Figures suggest Oxford and Cambridge among seven Russell Group institutions with lower proportion of poorer students compared with 10 years ago

Some of the UK’s most prestigious universities have a lower proportion of students from poor backgrounds now than they did 10 years ago, research suggests.

Analysis of official data by the Press Association found that the universities of Oxford and Cambridge were among seven Russell Group institutions where the proportion of students from disadvantaged families declined over the past decade.

The study was based on Higher Education Statistics Agency records of students’ National Statistics Socio-economic Classification (NS-SEC), which is determined using applicants’ self-reporting of parental occupations, and it gives a picture of widening participation that contrasts sharply with analyses based on other measures, such as participation figures from different neighbourhoods.

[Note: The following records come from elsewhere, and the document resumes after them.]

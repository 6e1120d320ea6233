// ==========================================
// 测试辅助函数
// ==========================================
// 职责: 临时数据库初始化、基础数据写入、时间解析
// 约定: 2026-03-02 为周一，测试周为 03-02 ~ 03-08
// ==========================================

#![allow(dead_code)]

use chrono::{NaiveDate, NaiveDateTime};
use rusqlite::{params, Connection};
use std::error::Error;
use std::ops::Deref;
use std::sync::{Arc, Mutex};
use tempfile::NamedTempFile;

use shift_guard::db::{init_schema, open_sqlite_connection};
use shift_guard::domain::{
    Employee, EmployeeRole, EventCondition, EventType, EventWindow, NewAssignment, Proposal,
    ProposalStatus, RotationKind, WeeklyAvailability,
};
use shift_guard::engine::ValidationRepositories;
use shift_guard::repository::SCHEDULE_SYNC_KEY;

pub const WEEK_START: &str = "2026-03-02";

/// 创建临时测试数据库并初始化 schema
///
/// # 返回
/// - NamedTempFile: 临时数据库文件（需要保持存活）
/// - String: 数据库文件路径
pub fn create_test_db() -> Result<(NamedTempFile, String), Box<dyn Error>> {
    let temp_file = NamedTempFile::new()?;
    let db_path = temp_file.path().to_str().unwrap().to_string();

    let conn = open_sqlite_connection(&db_path)?;
    init_schema(&conn)?;

    Ok((temp_file, db_path))
}

/// 测试连接
///
/// 基础数据经由仓储写入，断言与直接改表走裸连接
pub struct TestConn {
    conn: Connection,
    repos: ValidationRepositories,
}

impl Deref for TestConn {
    type Target = Connection;

    fn deref(&self) -> &Connection {
        &self.conn
    }
}

/// 打开测试数据库连接（用于写入基础数据和断言）
pub fn open_conn(db_path: &str) -> TestConn {
    TestConn {
        conn: open_sqlite_connection(db_path).expect("Failed to open test db"),
        repos: ValidationRepositories::new(shared_conn(db_path)),
    }
}

/// 供引擎/API 构造使用的共享连接
pub fn shared_conn(db_path: &str) -> Arc<Mutex<Connection>> {
    Arc::new(Mutex::new(open_sqlite_connection(db_path).expect("Failed to open test db")))
}

pub fn date(s: &str) -> NaiveDate {
    NaiveDate::parse_from_str(s, "%Y-%m-%d").unwrap()
}

/// "2026-03-02 10:15" → NaiveDateTime
pub fn dt(s: &str) -> NaiveDateTime {
    NaiveDateTime::parse_from_str(s, "%Y-%m-%d %H:%M").unwrap()
}

// ==========================================
// 基础数据写入
// ==========================================

fn upsert_employee(conn: &TestConn, employee_id: &str, role: &str, is_active: bool) {
    conn.repos
        .employee_repo
        .upsert(&Employee {
            employee_id: employee_id.to_string(),
            name: format!("Employee {}", employee_id),
            role: EmployeeRole::from_db_str(role).unwrap(),
            is_active,
        })
        .unwrap();
}

/// role: LEAD_EVENT_SPECIALIST / CLUB_SUPERVISOR / EVENT_SPECIALIST / JUICER_BARISTA
pub fn insert_employee(conn: &TestConn, employee_id: &str, role: &str) {
    upsert_employee(conn, employee_id, role, true);
}

pub fn deactivate_employee(conn: &TestConn, employee_id: &str) {
    let role: String = conn
        .query_row(
            "SELECT job_title FROM employee WHERE employee_id = ?1",
            params![employee_id],
            |row| row.get(0),
        )
        .unwrap();
    upsert_employee(conn, employee_id, &role, false);
}

/// 每周模式中某天不可用（weekday: 0=周一 .. 6=周日）
pub fn set_day_off(conn: &TestConn, employee_id: &str, weekday: usize) {
    let mut weekly = WeeklyAvailability::default();
    weekly.days[weekday] = false;
    conn.repos
        .employee_repo
        .set_weekly_availability(employee_id, &weekly)
        .unwrap();
}

/// 写入活动窗口（状态 UNSTAFFED）
pub fn insert_event(
    conn: &TestConn,
    event_ref: i64,
    project_name: &str,
    event_type: &str,
    start: &str,
    due: &str,
    estimated_minutes: Option<i64>,
) {
    conn.repos
        .event_repo
        .upsert(&EventWindow {
            event_ref,
            project_name: project_name.to_string(),
            event_type: EventType::from_db_str(event_type).unwrap(),
            start_datetime: dt(start),
            due_datetime: dt(due),
            estimated_minutes,
            condition: EventCondition::Unstaffed,
            is_scheduled: false,
        })
        .unwrap();
}

/// 写入测试周内常开的活动窗口（03-01 ~ 03-20）
pub fn insert_open_event(conn: &TestConn, event_ref: i64, project_name: &str, event_type: &str) {
    insert_event(
        conn,
        event_ref,
        project_name,
        event_type,
        "2026-03-01 00:00",
        "2026-03-20 23:59",
        None,
    );
}

pub fn set_event_condition(conn: &TestConn, event_ref: i64, condition: EventCondition) {
    conn.repos.event_repo.set_condition(event_ref, condition).unwrap();
}

/// 写入已提交排班，并把活动标记为已排班
pub fn insert_assignment(conn: &TestConn, event_ref: i64, employee_id: &str, at: &str) -> i64 {
    let id = conn
        .repos
        .assignment_repo
        .insert(&NewAssignment {
            event_ref,
            employee_id: employee_id.to_string(),
            schedule_datetime: dt(at),
            shift_block: None,
        })
        .unwrap();
    set_event_condition(conn, event_ref, EventCondition::Scheduled);
    id
}

pub fn insert_time_off(conn: &TestConn, employee_id: &str, start: &str, end: &str) -> i64 {
    conn.repos
        .employee_repo
        .insert_time_off(employee_id, date(start), date(end), Some("vacation"))
        .unwrap()
}

/// day_of_week: 0=周一 .. 6=周日
pub fn set_rotation(conn: &TestConn, kind: &str, day_of_week: u32, employee_id: &str) {
    conn.repos
        .rotation_repo
        .set_slot(RotationKind::from_db_str(kind).unwrap(), day_of_week, employee_id)
        .unwrap();
}

/// 某日轮值例外（替班）
pub fn add_rotation_exception(conn: &TestConn, kind: &str, on: &str, employee_id: &str) {
    conn.repos
        .rotation_repo
        .add_exception(RotationKind::from_db_str(kind).unwrap(), date(on), employee_id, Some("swap"))
        .unwrap();
}

pub fn insert_proposal(conn: &TestConn, run_id: &str, event_ref: i64, employee_id: &str, at: &str) -> i64 {
    conn.repos
        .proposal_repo
        .insert(&Proposal {
            proposal_id: 0,
            run_id: run_id.to_string(),
            event_ref,
            employee_id: Some(employee_id.to_string()),
            schedule_datetime: Some(dt(at)),
            shift_block: None,
            status: ProposalStatus::Proposed,
            failure_reason: None,
        })
        .unwrap()
}

pub fn record_sync(conn: &TestConn, at: &str) {
    conn.repos
        .sync_state_repo
        .record_sync(SCHEDULE_SYNC_KEY, dt(at))
        .unwrap();
}

pub fn set_config(conn: &Connection, key: &str, value: &str) {
    conn.execute(
        "INSERT OR REPLACE INTO config_kv (key, value) VALUES (?1, ?2)",
        params![key, value],
    )
    .unwrap();
}

// ==========================================
// 断言辅助
// ==========================================

pub fn count_rows(conn: &Connection, table: &str) -> i64 {
    conn.query_row(&format!("SELECT COUNT(*) FROM {}", table), [], |row| row.get(0))
        .unwrap()
}

pub fn assignment_ids(conn: &Connection) -> Vec<i64> {
    let mut stmt = conn
        .prepare("SELECT assignment_id FROM assignment ORDER BY assignment_id")
        .unwrap();
    stmt.query_map([], |row| row.get(0))
        .unwrap()
        .collect::<rusqlite::Result<Vec<i64>>>()
        .unwrap()
}

/// (condition, is_scheduled)
pub fn event_state(conn: &Connection, event_ref: i64) -> (String, bool) {
    conn.query_row(
        "SELECT condition, is_scheduled FROM event_window WHERE event_ref = ?1",
        params![event_ref],
        |row| Ok((row.get::<_, String>(0)?, row.get::<_, i32>(1)? != 0)),
    )
    .unwrap()
}

pub fn proposal_status(conn: &Connection, proposal_id: i64) -> (String, Option<String>) {
    conn.query_row(
        "SELECT status, failure_reason FROM proposal WHERE proposal_id = ?1",
        params![proposal_id],
        |row| Ok((row.get(0)?, row.get(1)?)),
    )
    .unwrap()
}
// ==========================================
// 门店活动排班校验系统 - 命令行入口
// ==========================================
// 用法: shift-guard [db_path] <command> [args...]
// 结果以 JSON 输出到 stdout，日志输出到 stderr
// SHIFT_GUARD_LOG_JSON=1 时日志为 JSON 行格式
// ==========================================

use anyhow::{anyhow, bail, Context, Result};
use chrono::{NaiveDate, NaiveDateTime};
use serde::Serialize;

use shift_guard::api::{default_db_path, ScheduleValidationApi};
use shift_guard::db::{init_schema, open_sqlite_connection, read_schema_version};
use shift_guard::logging;

const COMMANDS: &[&str] = &[
    "init",
    "verify-day",
    "verify-range",
    "validate-week",
    "fixable",
    "quick-check",
    "apply-fix",
];

const USAGE: &str = "\
usage: shift-guard [db_path] <command> [args...]

commands:
  init                                    create or upgrade the schema
  verify-day <YYYY-MM-DD>                 single-day validation
  verify-range <start> <end> [run_id]     range validation (run_id merges its proposals)
  validate-week <week_start>              weekly validation with health score
  fixable <week_start>                    issues with their fix options
  quick-check <employee_id> <YYYY-MM-DDTHH:MM> <event_ref>
  apply-fix <action> <target_json>        e.g. apply-fix unschedule '{\"assignment_id\": 3}'";

fn main() -> Result<()> {
    if std::env::var("SHIFT_GUARD_LOG_JSON").map_or(false, |v| v == "1") {
        logging::init_json();
    } else {
        logging::init();
    }

    let mut args: Vec<String> = std::env::args().skip(1).collect();
    if args.is_empty() || args.iter().any(|a| a == "-h" || a == "--help") {
        println!("{}", USAGE);
        return Ok(());
    }

    // 首个参数不是命令时视为数据库路径
    let db_path = if COMMANDS.contains(&args[0].as_str()) {
        default_db_path()
    } else {
        args.remove(0)
    };
    let Some(command) = (!args.is_empty()).then(|| args.remove(0)) else {
        bail!("missing command\n\n{}", USAGE);
    };
    tracing::info!(db_path = %db_path, command = %command, "shift-guard {}", shift_guard::VERSION);

    if command == "init" {
        let conn = open_sqlite_connection(&db_path)?;
        init_schema(&conn)?;
        let version = read_schema_version(&conn)?;
        return print_json(&serde_json::json!({ "db_path": db_path, "schema_version": version }));
    }

    let api = ScheduleValidationApi::open(&db_path)?;
    match command.as_str() {
        "verify-day" => print_json(&api.verify_day(parse_date(arg(&args, 0, "date")?)?)?),
        "verify-range" => {
            let start = parse_date(arg(&args, 0, "start")?)?;
            let end = parse_date(arg(&args, 1, "end")?)?;
            let run_id = args.get(2).map(String::as_str);
            print_json(&api.verify_range(start, end, run_id.is_some(), run_id)?)
        }
        "validate-week" => print_json(&api.validate_week(parse_date(arg(&args, 0, "week_start")?)?)?),
        "fixable" => print_json(&api.get_fixable_issues(parse_date(arg(&args, 0, "week_start")?)?)?),
        "quick-check" => {
            let employee_id = arg(&args, 0, "employee_id")?;
            let timestamp = parse_datetime(arg(&args, 1, "timestamp")?)?;
            let event_ref: i64 = arg(&args, 2, "event_ref")?
                .parse()
                .context("event_ref must be an integer")?;
            print_json(&api.quick_conflict_check(employee_id, timestamp, event_ref)?)
        }
        "apply-fix" => {
            let action = arg(&args, 0, "action")?;
            let target: serde_json::Value =
                serde_json::from_str(arg(&args, 1, "target_json")?).context("target_json is not valid JSON")?;
            let outcome = api.apply_fix_raw(action, target);
            print_json(&outcome)?;
            if !outcome.success {
                std::process::exit(1);
            }
            Ok(())
        }
        other => bail!("unknown command '{}'\n\n{}", other, USAGE),
    }
}

fn arg<'a>(args: &'a [String], idx: usize, name: &str) -> Result<&'a str> {
    args.get(idx)
        .map(String::as_str)
        .ok_or_else(|| anyhow!("missing argument <{}>", name))
}

fn parse_date(raw: &str) -> Result<NaiveDate> {
    NaiveDate::parse_from_str(raw.trim(), "%Y-%m-%d").with_context(|| format!("invalid date '{}'", raw))
}

fn parse_datetime(raw: &str) -> Result<NaiveDateTime> {
    let raw = raw.trim();
    ["%Y-%m-%dT%H:%M:%S", "%Y-%m-%dT%H:%M", "%Y-%m-%d %H:%M:%S", "%Y-%m-%d %H:%M"]
        .iter()
        .find_map(|fmt| NaiveDateTime::parse_from_str(raw, fmt).ok())
        .ok_or_else(|| anyhow!("invalid timestamp '{}'", raw))
}

fn print_json<T: Serialize>(value: &T) -> Result<()> {
    println!("{}", serde_json::to_string_pretty(value)?);
    Ok(())
}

The data show that the proportion of students with parents who were in lower-level occupations or were unemployed increased by 4.8 percentage points across UK higher education between 2004-05 and 2014-15, from 28.2 per cent to 33 per cent.

But across the 24 Russell Group universities, the average increase was only 1.4 percentage points, from 19.5 per cent to 20.8 per cent.

Oxford had the lowest proportion of students from NS-SEC classes four to seven, declining from 12.3 per cent to 10 per cent over the decade. Cambridge fared little better, dropping from 12.4 per cent to 10.2 per cent.